## Aim of the exercise
In the entries below, count every line that has the string "everything", and answer with that count alone.

#####

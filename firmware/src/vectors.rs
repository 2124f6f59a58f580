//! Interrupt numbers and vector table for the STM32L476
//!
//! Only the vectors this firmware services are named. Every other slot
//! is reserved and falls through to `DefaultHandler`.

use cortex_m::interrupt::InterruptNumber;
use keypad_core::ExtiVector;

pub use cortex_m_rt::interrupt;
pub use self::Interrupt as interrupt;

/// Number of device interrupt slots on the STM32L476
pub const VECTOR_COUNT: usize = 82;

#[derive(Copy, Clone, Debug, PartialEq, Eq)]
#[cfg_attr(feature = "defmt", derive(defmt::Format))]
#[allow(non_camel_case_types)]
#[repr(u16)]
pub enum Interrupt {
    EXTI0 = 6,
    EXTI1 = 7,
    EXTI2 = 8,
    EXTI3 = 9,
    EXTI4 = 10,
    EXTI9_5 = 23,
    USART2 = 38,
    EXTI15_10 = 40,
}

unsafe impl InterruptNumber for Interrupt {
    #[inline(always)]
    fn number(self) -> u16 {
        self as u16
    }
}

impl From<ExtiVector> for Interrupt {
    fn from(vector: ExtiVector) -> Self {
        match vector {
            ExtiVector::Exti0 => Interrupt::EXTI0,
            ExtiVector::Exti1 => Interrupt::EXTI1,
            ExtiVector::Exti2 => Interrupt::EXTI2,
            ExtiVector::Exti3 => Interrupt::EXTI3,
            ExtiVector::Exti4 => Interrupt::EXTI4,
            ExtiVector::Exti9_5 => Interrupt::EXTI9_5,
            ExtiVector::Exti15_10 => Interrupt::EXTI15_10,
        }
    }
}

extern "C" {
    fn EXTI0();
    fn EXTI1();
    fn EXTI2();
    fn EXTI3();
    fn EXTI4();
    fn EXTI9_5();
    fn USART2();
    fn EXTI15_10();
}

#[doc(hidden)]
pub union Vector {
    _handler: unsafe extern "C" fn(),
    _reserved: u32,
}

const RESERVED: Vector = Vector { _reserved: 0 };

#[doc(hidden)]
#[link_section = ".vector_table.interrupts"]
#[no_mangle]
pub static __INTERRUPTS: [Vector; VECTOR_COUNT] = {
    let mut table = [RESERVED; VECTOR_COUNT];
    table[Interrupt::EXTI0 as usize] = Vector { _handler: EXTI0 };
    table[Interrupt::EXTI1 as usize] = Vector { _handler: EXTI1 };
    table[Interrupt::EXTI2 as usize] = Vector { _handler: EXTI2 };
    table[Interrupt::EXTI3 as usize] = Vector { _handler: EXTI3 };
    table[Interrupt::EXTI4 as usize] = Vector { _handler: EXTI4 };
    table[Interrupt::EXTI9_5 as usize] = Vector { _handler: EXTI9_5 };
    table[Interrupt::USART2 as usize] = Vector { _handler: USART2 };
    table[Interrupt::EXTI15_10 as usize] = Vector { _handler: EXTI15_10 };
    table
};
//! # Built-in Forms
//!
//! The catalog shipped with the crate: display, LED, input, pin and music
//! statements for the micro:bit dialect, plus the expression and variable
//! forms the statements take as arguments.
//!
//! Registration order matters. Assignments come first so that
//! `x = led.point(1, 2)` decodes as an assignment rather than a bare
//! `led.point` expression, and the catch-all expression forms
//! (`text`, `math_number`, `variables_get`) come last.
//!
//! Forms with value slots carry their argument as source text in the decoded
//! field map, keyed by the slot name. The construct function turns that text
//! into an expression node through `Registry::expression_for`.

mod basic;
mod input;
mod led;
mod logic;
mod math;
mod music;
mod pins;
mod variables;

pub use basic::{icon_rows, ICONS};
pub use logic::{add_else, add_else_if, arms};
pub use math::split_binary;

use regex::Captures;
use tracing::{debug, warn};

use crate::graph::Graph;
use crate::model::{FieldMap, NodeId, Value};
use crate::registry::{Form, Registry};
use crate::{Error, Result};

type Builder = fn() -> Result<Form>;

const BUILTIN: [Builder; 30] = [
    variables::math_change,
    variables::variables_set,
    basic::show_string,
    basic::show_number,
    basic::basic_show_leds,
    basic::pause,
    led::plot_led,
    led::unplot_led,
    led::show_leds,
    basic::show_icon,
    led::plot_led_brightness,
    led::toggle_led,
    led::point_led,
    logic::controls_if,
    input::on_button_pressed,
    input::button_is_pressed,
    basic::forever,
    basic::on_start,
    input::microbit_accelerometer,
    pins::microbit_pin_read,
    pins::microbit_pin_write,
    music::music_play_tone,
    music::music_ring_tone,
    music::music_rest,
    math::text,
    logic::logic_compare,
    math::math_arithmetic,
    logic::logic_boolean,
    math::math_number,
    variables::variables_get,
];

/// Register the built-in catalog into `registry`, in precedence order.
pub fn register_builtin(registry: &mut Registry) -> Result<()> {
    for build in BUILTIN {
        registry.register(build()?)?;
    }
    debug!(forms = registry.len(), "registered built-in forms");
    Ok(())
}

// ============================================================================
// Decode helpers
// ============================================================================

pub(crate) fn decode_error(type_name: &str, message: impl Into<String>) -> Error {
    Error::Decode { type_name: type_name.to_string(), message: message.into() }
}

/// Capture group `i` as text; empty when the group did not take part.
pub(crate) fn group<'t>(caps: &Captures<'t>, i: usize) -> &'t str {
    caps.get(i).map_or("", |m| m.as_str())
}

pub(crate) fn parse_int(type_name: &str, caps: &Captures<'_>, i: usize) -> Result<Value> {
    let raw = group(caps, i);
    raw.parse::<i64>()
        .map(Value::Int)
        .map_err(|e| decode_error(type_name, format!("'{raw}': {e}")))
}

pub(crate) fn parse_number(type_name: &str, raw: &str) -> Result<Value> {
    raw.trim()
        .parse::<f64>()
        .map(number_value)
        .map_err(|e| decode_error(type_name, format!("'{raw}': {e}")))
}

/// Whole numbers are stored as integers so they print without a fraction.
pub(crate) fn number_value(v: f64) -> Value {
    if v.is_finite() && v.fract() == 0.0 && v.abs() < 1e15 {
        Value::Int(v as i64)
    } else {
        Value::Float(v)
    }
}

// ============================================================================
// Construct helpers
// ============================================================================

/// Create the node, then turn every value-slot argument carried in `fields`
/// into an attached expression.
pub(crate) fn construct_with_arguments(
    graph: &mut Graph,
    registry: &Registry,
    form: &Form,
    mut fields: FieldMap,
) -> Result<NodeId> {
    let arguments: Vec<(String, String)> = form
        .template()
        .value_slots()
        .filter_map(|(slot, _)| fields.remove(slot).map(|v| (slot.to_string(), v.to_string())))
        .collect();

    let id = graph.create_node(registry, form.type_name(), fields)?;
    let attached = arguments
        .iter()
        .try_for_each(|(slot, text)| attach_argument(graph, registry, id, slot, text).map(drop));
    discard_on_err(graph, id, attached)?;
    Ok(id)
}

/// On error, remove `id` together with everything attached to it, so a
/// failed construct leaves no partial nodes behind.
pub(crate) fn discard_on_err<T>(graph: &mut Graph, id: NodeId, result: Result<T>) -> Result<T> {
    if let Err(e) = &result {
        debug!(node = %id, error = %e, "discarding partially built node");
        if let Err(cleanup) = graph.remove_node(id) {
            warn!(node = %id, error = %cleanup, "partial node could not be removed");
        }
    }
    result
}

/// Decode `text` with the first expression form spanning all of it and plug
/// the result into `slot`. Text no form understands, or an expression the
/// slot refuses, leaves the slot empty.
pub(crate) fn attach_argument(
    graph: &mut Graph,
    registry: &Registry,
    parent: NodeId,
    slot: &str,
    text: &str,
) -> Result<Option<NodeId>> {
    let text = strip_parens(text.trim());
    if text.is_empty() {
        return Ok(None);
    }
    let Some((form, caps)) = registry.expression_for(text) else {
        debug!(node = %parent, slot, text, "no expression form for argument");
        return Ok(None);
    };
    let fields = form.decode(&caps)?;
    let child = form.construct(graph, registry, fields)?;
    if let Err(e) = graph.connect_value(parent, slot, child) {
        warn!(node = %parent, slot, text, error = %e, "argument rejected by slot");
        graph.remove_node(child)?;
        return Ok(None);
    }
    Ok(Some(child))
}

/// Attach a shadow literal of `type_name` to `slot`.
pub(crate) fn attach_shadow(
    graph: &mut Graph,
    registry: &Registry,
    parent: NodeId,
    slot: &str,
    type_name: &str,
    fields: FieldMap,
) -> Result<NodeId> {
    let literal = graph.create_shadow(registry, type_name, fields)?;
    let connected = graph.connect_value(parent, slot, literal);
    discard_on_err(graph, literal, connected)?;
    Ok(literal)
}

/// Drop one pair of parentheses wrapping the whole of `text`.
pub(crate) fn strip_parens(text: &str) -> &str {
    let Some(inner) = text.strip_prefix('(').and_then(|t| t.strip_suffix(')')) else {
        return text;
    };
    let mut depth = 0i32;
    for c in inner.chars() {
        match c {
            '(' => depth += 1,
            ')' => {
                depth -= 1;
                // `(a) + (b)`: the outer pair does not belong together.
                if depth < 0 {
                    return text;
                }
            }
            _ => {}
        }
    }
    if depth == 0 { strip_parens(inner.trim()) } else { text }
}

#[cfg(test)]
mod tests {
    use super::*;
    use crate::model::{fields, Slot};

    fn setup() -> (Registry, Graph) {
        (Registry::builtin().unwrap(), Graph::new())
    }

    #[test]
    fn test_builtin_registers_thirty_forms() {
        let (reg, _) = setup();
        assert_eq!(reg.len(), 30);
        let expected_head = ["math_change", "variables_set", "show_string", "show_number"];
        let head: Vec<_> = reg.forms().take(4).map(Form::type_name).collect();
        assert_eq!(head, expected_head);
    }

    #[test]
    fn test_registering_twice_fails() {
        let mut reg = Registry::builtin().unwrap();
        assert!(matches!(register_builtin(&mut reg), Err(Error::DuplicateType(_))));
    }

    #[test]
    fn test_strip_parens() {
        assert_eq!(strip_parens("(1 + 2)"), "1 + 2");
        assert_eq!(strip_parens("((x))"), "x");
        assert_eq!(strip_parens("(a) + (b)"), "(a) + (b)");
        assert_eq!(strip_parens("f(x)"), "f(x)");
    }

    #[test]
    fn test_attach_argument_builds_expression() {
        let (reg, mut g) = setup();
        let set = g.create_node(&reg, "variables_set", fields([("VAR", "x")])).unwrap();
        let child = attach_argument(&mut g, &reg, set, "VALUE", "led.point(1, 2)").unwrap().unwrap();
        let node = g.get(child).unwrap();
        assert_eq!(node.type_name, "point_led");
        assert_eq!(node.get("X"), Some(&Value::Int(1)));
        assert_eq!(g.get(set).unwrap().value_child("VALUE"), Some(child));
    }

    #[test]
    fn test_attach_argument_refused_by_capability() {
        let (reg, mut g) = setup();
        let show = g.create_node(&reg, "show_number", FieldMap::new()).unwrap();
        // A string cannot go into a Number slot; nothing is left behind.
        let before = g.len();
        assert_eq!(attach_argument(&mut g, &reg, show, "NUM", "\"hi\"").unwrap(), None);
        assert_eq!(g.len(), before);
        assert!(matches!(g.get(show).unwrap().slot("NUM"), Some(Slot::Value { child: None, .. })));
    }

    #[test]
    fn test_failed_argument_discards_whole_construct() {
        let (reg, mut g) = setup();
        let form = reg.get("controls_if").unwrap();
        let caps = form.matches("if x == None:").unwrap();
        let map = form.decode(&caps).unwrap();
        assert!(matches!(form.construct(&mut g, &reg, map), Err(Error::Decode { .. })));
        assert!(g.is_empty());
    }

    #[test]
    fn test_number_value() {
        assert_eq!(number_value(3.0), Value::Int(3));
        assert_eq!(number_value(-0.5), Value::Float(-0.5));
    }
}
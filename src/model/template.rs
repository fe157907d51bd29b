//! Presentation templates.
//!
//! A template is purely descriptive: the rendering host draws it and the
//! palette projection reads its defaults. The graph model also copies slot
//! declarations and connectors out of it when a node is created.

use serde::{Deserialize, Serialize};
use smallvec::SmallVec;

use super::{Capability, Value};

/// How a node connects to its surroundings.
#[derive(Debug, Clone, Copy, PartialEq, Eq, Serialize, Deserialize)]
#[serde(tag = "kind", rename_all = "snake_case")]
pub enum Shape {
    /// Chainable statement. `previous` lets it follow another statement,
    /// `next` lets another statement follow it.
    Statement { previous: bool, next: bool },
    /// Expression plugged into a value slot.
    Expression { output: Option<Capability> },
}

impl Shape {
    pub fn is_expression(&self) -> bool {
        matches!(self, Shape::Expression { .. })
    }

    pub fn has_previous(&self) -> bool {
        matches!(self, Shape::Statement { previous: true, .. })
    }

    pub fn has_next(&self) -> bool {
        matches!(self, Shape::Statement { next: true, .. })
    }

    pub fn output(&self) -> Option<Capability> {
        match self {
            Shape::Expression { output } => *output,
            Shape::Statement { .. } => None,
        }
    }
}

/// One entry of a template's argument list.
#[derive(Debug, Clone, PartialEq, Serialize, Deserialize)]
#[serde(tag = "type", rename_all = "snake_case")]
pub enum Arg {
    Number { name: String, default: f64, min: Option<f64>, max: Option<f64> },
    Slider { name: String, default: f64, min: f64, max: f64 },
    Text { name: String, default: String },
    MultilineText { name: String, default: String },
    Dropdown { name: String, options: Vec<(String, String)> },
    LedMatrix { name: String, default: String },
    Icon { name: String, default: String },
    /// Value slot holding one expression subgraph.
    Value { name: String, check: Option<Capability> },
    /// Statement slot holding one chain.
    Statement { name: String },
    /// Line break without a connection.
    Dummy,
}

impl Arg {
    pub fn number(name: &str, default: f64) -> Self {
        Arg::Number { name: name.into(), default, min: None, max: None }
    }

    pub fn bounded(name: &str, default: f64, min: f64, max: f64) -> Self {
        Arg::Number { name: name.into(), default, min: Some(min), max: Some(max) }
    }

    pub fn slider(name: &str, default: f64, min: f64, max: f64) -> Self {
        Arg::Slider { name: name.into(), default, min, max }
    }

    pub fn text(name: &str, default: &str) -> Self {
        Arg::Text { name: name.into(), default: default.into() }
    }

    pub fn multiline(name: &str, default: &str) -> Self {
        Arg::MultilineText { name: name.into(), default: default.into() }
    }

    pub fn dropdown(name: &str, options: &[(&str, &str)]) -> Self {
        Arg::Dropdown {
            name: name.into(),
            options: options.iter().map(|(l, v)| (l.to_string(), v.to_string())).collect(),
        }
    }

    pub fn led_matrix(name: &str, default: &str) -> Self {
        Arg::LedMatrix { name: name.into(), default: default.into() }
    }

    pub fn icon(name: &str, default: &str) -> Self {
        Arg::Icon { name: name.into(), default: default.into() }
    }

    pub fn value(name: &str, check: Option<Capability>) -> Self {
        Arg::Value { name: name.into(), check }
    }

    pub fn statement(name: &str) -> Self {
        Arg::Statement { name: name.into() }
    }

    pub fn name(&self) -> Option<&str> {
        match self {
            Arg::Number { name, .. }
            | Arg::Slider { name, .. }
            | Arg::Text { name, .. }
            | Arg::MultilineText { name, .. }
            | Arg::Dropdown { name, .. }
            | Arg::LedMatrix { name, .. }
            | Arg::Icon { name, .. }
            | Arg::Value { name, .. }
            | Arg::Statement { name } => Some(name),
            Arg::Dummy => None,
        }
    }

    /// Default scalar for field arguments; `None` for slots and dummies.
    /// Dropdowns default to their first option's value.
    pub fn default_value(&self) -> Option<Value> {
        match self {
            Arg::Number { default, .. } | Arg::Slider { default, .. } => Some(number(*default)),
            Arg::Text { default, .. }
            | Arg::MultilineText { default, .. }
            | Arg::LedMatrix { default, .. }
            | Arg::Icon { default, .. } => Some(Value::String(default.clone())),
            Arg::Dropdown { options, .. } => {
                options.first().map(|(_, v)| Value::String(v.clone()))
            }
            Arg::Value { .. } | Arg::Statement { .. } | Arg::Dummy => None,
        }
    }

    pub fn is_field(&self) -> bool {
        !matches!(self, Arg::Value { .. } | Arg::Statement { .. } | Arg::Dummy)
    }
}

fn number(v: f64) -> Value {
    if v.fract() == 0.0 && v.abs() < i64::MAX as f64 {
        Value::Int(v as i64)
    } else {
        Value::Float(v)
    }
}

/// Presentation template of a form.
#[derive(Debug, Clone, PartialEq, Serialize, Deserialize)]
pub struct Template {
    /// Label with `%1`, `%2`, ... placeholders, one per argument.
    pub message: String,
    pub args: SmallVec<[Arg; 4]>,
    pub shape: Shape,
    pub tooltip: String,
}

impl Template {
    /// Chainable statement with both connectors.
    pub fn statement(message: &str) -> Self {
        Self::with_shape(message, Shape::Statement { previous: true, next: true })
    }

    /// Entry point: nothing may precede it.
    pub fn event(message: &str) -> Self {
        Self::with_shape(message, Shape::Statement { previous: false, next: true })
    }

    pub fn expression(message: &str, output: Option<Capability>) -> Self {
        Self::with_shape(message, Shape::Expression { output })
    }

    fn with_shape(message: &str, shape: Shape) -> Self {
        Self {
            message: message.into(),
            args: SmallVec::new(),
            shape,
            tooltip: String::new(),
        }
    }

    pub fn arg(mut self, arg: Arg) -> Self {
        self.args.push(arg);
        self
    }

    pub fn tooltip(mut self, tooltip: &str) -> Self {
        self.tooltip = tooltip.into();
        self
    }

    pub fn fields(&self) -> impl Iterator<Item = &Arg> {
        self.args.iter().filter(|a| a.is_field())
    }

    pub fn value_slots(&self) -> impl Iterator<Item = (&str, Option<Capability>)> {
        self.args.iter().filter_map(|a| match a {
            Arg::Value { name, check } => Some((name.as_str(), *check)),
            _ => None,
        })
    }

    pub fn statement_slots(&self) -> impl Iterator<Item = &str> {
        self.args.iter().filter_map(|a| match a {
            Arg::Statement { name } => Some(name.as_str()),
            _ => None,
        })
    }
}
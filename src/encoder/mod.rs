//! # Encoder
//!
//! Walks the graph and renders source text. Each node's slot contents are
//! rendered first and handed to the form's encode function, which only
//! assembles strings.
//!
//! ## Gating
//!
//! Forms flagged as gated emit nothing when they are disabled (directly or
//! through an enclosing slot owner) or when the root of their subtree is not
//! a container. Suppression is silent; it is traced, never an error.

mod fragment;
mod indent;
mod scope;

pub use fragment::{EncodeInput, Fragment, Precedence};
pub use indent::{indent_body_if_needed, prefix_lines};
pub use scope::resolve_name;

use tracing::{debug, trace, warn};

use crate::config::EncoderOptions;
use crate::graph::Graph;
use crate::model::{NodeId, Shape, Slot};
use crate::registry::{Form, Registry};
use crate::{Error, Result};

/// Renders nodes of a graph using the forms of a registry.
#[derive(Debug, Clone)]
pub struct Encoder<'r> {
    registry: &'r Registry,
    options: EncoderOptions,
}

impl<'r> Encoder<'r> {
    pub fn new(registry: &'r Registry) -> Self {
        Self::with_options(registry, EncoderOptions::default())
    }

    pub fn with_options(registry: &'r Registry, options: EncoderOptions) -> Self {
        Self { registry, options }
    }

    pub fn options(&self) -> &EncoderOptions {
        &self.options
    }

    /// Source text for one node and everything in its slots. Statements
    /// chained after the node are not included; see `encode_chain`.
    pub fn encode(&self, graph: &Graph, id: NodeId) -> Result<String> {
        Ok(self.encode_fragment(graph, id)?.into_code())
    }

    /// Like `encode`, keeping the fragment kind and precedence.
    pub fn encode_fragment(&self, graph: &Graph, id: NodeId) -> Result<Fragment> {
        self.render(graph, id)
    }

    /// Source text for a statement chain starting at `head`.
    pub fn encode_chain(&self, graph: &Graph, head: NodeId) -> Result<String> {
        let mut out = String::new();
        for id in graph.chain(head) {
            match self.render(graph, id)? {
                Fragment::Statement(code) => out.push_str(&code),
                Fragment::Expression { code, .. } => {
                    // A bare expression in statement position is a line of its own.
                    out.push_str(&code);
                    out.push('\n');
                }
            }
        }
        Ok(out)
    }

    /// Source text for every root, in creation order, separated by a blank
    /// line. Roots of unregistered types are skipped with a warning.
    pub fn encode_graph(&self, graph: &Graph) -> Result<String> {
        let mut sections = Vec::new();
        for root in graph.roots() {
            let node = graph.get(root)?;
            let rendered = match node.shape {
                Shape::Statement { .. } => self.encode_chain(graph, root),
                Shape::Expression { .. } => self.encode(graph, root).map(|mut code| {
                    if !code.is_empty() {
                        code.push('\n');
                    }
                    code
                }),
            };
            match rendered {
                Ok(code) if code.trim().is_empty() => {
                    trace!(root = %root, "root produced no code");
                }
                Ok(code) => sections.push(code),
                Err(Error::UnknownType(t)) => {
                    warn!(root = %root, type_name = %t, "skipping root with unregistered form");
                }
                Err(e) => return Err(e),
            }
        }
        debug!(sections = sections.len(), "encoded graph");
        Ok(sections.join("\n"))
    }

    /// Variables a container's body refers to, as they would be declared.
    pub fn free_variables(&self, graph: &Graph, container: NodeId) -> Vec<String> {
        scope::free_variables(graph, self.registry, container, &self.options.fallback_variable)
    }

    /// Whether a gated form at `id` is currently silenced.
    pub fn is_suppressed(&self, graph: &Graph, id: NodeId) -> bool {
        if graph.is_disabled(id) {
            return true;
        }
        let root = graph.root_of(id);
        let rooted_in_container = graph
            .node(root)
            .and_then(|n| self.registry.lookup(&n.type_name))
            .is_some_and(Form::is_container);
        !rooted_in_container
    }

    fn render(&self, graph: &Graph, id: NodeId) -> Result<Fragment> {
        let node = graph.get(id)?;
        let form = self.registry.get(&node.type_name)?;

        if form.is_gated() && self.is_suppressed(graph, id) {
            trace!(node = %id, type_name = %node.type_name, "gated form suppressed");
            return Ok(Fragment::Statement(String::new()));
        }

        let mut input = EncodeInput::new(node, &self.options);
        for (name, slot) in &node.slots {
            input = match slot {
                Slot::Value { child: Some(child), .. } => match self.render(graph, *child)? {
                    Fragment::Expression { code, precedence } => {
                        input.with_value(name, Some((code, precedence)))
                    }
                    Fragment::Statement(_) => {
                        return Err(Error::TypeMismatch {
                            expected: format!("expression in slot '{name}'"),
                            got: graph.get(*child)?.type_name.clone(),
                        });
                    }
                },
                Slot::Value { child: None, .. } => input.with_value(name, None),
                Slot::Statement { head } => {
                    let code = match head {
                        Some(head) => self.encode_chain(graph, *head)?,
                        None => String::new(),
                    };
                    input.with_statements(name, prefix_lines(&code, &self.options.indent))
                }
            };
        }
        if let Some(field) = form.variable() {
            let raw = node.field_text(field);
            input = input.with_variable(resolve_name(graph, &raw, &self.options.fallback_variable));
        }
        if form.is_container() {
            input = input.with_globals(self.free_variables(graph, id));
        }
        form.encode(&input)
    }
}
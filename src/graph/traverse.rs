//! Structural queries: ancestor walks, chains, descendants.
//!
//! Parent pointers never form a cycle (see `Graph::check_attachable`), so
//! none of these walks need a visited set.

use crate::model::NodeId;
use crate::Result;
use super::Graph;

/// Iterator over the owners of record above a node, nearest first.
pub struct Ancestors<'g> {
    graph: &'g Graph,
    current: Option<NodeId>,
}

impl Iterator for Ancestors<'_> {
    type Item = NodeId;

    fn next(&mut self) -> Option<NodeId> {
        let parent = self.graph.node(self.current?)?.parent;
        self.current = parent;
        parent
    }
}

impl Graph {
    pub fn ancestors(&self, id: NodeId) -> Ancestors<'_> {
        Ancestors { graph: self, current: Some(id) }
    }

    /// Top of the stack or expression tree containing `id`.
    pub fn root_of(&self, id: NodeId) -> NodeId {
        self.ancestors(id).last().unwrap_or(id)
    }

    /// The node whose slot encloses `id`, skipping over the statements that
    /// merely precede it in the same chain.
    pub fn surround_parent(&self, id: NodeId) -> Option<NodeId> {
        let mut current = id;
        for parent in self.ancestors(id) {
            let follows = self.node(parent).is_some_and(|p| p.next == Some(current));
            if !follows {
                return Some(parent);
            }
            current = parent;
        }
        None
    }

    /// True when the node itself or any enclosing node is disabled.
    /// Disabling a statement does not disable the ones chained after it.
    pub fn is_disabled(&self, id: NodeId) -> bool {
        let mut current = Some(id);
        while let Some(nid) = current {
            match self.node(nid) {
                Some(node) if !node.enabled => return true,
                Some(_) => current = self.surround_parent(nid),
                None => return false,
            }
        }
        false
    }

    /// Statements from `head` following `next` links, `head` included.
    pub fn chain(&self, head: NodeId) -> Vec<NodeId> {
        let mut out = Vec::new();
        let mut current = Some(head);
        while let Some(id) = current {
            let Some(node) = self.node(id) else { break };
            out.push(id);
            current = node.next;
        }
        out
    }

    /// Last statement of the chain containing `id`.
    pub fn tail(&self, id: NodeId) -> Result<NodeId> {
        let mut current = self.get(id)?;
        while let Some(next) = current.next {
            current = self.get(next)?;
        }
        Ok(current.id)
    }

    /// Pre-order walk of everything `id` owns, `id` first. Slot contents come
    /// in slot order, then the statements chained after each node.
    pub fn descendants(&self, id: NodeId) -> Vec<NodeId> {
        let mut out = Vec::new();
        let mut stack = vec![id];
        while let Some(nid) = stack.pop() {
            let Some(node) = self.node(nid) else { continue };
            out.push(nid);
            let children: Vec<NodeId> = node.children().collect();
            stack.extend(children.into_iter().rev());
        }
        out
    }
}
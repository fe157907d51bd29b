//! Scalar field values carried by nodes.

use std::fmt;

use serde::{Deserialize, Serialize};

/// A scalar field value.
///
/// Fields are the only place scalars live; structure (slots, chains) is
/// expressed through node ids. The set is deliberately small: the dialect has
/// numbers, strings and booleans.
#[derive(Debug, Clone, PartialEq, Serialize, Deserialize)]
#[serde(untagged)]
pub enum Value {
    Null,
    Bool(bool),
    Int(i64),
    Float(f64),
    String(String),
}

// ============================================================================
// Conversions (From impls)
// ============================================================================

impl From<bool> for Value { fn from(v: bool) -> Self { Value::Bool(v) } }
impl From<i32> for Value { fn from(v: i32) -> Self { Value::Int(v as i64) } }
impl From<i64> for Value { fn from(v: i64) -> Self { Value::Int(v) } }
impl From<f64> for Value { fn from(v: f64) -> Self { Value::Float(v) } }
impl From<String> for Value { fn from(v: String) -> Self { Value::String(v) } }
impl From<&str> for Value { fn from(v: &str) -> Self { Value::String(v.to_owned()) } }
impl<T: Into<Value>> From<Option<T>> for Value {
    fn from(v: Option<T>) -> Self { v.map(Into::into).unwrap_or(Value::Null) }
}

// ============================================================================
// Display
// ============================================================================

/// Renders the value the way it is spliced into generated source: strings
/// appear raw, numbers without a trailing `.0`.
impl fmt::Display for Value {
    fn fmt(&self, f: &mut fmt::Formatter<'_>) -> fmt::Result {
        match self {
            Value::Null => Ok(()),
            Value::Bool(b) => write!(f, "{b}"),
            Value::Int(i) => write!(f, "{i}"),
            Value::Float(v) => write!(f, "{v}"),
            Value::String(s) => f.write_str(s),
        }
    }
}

#####

## Response to this exercise
3